AIM OF THE EXERCISE =
Locate the lines of the listing below that hold "matches", then copy each of them.
◇ ◇ ◇
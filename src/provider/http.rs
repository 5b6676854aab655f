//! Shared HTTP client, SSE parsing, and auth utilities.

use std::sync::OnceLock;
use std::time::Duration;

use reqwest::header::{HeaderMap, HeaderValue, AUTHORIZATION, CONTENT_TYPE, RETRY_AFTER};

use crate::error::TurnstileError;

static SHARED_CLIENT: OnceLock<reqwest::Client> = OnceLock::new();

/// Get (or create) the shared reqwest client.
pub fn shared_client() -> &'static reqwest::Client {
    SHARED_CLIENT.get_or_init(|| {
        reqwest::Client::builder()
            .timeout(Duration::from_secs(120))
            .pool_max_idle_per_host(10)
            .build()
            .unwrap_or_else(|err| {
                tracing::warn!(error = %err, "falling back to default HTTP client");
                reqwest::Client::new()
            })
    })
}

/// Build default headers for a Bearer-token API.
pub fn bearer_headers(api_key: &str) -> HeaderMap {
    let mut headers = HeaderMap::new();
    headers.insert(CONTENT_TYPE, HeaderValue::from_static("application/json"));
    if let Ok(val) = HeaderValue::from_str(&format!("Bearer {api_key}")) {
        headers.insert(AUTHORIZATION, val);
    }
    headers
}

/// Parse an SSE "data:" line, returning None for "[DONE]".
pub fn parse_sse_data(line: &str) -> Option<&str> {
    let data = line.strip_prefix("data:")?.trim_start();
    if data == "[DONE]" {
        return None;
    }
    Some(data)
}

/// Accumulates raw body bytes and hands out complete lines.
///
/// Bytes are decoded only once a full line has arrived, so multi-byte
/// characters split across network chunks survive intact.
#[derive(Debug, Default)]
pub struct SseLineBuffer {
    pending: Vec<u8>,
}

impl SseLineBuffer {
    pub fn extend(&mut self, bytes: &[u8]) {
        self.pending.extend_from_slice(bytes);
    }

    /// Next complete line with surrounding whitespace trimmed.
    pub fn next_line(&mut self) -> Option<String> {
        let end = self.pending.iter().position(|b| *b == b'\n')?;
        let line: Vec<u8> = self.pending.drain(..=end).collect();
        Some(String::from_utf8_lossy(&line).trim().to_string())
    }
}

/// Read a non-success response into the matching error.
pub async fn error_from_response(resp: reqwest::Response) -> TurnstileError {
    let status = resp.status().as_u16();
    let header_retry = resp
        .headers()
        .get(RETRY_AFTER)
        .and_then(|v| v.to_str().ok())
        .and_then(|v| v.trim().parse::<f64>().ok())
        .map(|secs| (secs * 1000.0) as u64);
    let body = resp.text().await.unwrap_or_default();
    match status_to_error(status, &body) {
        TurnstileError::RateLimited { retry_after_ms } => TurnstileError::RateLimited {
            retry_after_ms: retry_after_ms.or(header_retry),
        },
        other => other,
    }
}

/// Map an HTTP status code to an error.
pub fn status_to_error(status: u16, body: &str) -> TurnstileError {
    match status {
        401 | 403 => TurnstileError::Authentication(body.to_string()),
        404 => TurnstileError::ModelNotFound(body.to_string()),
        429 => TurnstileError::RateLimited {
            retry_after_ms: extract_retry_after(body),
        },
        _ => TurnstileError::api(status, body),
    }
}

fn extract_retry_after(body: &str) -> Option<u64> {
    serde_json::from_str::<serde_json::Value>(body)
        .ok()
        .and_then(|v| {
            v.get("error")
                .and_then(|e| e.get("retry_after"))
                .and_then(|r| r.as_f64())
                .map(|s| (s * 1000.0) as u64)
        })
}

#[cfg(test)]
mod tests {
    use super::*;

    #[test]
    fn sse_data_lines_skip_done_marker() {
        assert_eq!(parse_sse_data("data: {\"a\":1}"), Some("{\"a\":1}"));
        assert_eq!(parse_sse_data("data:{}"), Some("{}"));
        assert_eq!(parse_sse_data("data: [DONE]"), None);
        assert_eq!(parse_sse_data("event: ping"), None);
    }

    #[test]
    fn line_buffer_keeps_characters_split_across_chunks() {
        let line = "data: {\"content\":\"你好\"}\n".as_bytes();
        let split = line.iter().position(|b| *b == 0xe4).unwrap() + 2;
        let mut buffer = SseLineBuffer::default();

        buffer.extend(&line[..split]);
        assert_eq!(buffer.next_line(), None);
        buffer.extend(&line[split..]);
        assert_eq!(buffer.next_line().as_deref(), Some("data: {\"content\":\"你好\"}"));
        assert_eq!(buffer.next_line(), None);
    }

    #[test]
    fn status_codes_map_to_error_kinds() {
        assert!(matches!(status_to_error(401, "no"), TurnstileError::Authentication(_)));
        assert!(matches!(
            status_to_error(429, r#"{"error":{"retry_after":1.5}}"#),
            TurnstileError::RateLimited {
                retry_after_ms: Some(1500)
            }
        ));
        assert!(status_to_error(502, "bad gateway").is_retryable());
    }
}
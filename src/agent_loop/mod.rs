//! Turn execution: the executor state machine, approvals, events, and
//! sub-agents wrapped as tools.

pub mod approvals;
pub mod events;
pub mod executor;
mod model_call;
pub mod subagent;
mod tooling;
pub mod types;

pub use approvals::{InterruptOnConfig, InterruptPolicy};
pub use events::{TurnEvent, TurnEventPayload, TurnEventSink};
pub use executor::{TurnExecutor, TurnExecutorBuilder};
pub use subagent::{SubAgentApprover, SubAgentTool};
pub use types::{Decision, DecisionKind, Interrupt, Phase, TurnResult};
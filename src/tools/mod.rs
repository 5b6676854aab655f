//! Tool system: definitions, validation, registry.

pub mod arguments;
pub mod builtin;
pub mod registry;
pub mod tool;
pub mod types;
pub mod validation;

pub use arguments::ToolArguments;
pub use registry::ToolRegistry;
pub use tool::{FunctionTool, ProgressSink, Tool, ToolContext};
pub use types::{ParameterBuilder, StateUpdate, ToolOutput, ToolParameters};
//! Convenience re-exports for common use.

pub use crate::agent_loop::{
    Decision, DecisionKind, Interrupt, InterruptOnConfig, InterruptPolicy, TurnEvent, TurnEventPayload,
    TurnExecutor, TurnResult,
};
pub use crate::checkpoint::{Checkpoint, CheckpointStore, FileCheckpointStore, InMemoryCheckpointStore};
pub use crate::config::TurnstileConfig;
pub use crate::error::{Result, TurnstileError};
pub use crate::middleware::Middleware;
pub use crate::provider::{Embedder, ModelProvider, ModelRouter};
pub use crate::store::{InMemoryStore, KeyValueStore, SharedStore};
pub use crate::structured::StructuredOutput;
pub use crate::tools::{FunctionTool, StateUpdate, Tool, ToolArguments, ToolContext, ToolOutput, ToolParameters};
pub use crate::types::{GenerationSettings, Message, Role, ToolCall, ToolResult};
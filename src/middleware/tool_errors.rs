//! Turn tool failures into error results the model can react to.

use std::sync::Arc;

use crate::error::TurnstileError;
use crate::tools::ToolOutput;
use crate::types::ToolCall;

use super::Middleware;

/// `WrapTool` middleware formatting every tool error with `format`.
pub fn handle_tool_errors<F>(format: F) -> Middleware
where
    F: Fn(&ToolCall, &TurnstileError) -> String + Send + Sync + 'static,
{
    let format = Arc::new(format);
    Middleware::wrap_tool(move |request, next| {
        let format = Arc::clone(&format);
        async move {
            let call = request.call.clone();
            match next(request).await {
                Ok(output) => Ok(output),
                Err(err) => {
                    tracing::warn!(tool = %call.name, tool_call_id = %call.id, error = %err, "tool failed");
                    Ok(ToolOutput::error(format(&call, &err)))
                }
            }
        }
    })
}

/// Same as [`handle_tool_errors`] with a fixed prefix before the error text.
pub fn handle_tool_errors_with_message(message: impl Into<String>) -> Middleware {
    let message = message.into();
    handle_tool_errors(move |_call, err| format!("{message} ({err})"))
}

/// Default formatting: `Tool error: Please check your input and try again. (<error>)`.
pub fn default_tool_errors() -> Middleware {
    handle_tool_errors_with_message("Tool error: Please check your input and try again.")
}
◇ ◇ ◇
RESPONSE BOX =
        assert!(matches!(status_to_error(401, "no"), TurnstileError::Authentication(_)));
        assert!(matches!(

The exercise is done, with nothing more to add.